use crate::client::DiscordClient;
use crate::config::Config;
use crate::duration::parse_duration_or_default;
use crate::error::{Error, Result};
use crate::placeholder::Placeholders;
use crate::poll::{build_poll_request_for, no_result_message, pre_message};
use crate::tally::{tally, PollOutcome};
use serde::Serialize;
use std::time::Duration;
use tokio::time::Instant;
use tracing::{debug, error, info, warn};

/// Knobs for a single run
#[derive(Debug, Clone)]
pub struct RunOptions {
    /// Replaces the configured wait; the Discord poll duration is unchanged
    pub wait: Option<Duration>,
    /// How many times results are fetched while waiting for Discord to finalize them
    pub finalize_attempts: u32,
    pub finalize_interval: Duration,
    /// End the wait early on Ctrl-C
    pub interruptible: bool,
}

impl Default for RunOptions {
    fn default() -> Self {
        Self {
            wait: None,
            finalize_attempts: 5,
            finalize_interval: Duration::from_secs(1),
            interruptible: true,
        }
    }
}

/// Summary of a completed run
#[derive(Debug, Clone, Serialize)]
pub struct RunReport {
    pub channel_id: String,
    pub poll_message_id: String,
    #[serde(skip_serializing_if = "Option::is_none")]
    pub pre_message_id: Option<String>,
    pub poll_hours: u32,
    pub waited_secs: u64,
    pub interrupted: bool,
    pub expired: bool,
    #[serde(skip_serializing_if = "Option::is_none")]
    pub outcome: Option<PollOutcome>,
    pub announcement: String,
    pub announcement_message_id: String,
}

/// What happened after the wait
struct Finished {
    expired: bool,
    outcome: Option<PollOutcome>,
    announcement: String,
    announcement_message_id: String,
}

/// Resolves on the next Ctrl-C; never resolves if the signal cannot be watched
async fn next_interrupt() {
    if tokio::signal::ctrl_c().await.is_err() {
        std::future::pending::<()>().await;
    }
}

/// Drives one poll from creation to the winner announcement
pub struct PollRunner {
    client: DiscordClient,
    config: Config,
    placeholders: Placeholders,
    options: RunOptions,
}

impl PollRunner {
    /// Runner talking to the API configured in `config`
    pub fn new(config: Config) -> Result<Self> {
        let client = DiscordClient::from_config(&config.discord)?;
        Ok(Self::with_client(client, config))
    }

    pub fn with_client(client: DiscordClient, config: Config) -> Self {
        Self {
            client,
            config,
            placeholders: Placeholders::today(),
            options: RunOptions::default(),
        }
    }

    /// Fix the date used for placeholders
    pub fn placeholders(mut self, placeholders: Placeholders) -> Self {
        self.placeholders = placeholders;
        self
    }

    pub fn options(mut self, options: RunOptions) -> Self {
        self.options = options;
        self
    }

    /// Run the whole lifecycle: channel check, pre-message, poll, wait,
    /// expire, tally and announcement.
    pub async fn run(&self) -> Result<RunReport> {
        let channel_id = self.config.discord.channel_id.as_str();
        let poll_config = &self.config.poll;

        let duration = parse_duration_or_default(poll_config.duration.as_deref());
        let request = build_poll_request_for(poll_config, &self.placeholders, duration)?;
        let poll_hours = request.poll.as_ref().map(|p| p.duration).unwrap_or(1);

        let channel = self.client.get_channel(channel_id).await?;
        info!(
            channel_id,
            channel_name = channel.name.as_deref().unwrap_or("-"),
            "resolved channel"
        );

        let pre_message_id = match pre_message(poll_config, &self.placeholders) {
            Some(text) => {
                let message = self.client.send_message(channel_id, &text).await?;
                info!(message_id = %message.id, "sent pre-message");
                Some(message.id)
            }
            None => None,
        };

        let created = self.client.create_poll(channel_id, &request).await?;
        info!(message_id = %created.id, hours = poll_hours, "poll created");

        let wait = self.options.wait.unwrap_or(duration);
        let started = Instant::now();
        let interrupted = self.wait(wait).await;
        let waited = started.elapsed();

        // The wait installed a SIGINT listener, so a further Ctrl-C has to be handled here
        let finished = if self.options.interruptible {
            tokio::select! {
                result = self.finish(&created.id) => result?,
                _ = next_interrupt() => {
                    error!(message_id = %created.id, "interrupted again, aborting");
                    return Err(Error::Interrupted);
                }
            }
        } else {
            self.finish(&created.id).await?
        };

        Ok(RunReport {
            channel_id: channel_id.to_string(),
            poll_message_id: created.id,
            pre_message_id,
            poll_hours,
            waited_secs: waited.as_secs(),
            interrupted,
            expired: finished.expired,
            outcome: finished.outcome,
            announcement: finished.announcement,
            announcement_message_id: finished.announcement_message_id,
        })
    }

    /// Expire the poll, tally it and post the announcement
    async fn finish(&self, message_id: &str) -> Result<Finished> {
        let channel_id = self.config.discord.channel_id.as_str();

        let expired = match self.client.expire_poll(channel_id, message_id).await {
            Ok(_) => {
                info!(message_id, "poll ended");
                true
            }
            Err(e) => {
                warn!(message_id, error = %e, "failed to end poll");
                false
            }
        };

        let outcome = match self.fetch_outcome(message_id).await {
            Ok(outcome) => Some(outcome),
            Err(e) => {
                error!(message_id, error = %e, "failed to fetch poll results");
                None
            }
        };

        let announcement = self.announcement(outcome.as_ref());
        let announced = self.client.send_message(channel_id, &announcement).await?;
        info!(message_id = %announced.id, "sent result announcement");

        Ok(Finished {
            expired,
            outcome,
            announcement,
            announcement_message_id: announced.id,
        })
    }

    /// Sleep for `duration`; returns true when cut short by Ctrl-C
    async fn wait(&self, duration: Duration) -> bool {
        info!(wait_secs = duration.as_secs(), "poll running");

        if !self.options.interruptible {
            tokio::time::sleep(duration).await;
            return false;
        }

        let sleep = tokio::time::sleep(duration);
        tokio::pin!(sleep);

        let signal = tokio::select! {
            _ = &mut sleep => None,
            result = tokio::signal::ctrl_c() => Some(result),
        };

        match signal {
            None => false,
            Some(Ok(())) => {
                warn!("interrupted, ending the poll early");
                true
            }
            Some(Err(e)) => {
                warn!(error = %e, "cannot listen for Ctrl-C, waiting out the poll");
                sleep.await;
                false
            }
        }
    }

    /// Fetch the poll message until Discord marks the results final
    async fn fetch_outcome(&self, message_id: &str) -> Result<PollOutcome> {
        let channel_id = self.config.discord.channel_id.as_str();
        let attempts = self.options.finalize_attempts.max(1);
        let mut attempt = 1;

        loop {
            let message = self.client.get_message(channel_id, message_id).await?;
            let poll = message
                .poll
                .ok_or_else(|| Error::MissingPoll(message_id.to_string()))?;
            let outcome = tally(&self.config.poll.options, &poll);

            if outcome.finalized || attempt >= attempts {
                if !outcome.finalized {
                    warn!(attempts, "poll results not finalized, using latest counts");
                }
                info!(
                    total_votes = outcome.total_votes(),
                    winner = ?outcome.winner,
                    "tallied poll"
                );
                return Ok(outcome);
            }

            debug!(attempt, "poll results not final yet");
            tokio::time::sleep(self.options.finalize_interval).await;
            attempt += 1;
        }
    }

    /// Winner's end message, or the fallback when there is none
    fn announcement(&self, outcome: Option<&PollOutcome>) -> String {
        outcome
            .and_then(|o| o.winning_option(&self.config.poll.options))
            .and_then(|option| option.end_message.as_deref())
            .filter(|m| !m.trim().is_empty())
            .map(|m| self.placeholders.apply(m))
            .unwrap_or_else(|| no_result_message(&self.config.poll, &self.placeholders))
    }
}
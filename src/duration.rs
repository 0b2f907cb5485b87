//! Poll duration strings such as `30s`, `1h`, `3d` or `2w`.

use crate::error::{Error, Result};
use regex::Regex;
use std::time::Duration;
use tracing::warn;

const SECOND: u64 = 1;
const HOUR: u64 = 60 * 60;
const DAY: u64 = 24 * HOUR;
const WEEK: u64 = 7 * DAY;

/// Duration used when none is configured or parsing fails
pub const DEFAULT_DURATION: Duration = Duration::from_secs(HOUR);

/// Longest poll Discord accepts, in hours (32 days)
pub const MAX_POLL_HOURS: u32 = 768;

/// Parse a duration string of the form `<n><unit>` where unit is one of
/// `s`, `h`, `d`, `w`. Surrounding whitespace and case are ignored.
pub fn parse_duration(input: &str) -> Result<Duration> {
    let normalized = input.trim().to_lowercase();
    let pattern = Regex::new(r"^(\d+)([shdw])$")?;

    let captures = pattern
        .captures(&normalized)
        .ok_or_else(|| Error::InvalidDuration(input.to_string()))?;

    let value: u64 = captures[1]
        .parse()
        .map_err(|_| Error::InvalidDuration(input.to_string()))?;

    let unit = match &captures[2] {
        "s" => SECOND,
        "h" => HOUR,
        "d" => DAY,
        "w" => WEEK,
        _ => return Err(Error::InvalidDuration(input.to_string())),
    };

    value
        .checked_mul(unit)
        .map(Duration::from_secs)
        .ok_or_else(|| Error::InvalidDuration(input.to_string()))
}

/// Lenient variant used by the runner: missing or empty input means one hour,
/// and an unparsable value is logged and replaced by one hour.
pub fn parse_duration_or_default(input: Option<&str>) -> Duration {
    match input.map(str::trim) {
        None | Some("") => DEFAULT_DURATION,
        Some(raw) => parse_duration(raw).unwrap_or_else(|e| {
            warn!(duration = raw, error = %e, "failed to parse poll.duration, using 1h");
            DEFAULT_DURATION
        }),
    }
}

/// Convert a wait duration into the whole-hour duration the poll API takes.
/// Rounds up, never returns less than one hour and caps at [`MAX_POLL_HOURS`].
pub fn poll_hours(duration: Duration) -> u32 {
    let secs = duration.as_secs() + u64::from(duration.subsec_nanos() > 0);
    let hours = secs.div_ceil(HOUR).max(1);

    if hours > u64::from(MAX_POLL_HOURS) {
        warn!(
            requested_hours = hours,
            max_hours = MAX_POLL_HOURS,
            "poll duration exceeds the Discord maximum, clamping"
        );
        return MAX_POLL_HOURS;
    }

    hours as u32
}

++++

Please give the count of lines above with "returns", nothing else.

● **Answer for this exercise**
2